(What you need to do)
Each line below needs to be restated word for word.

(Given information)
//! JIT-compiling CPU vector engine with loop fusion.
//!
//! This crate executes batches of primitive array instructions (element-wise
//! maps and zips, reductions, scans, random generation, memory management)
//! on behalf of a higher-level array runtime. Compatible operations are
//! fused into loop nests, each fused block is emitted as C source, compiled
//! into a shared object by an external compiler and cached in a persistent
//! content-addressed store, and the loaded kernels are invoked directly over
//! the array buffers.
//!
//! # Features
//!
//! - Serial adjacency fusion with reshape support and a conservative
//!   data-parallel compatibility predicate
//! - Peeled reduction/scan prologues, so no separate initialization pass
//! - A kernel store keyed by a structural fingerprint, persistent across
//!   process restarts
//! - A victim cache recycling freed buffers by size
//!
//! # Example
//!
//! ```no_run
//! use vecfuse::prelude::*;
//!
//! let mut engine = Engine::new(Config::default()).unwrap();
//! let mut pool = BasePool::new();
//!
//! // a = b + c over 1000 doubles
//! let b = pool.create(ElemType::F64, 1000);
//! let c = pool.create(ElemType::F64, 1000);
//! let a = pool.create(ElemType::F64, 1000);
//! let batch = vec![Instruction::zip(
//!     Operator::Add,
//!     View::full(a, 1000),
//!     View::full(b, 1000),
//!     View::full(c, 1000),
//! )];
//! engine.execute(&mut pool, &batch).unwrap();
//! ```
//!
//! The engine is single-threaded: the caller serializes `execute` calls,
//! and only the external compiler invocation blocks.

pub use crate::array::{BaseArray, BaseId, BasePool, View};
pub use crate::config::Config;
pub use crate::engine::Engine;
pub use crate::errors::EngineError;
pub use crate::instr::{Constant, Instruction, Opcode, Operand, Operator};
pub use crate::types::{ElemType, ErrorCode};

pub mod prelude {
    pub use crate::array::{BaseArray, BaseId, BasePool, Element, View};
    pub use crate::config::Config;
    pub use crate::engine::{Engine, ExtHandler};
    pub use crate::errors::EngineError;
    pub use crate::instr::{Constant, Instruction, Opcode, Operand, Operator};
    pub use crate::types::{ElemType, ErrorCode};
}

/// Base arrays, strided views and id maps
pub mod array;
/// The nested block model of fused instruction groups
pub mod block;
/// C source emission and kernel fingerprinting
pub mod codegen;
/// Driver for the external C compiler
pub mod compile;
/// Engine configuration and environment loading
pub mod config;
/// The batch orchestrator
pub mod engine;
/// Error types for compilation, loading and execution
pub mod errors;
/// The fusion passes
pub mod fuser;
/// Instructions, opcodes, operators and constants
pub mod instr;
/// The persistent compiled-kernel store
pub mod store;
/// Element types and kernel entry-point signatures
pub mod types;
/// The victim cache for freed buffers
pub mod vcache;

(Output)
//! JIT-compiling CPU vector engine with loop fusion.
//!
//! This crate executes batches of primitive array instructions (element-wise
//! maps and zips, reductions, scans, random generation, memory management)
//! on behalf of a higher-level array runtime. Compatible operations are
//! fused into loop nests, each fused block is emitted as C source, compiled
//! into a shared object by an external compiler and cached in a persistent
//! content-addressed store, and the loaded kernels are invoked directly over
//! the array buffers.
//!
//! # Features
//!
//! - Serial adjacency fusion with reshape support and a conservative
//!   data-parallel compatibility predicate
//! - Peeled reduction/scan prologues, so no separate initialization pass
//! - A kernel store keyed by a structural fingerprint, persistent across
//!   process restarts
//! - A victim cache recycling freed buffers by size
//!
//! # Example
//!
//! ```no_run
//! use vecfuse::prelude::*;
//!
//! let mut engine = Engine::new(Config::default()).unwrap();
//! let mut pool = BasePool::new();
//!
//! // a = b + c over 1000 doubles
//! let b = pool.create(ElemType::F64, 1000);
//! let c = pool.create(ElemType::F64, 1000);
//! let a = pool.create(ElemType::F64, 1000);
//! let batch = vec![Instruction::zip(
//!     Operator::Add,
//!     View::full(a, 1000),
//!     View::full(b, 1000),
//!     View::full(c, 1000),
//! )];
//! engine.execute(&mut pool, &batch).unwrap();
//! ```
//!
//! The engine is single-threaded: the caller serializes `execute` calls,
//! and only the external compiler invocation blocks.

pub use crate::array::{BaseArray, BaseId, BasePool, View};
pub use crate::config::Config;
pub use crate::engine::Engine;
pub use crate::errors::EngineError;
pub use crate::instr::{Constant, Instruction, Opcode, Operand, Operator};
pub use crate::types::{ElemType, ErrorCode};

pub mod prelude {
    pub use crate::array::{BaseArray, BaseId, BasePool, Element, View};
    pub use crate::config::Config;
    pub use crate::engine::{Engine, ExtHandler};
    pub use crate::errors::EngineError;
    pub use crate::instr::{Constant, Instruction, Opcode, Operand, Operator};
    pub use crate::types::{ElemType, ErrorCode};
}

/// Base arrays, strided views and id maps
pub mod array;
/// The nested block model of fused instruction groups
pub mod block;
/// C source emission and kernel fingerprinting
pub mod codegen;
/// Driver for the external C compiler
pub mod compile;
/// Engine configuration and environment loading
pub mod config;
/// The batch orchestrator
pub mod engine;
/// Error types for compilation, loading and execution
pub mod errors;
/// The fusion passes
pub mod fuser;
/// Instructions, opcodes, operators and constants
pub mod instr;
/// The persistent compiled-kernel store
pub mod store;
/// Element types and kernel entry-point signatures
pub mod types;
/// The victim cache for freed buffers
pub mod vcache;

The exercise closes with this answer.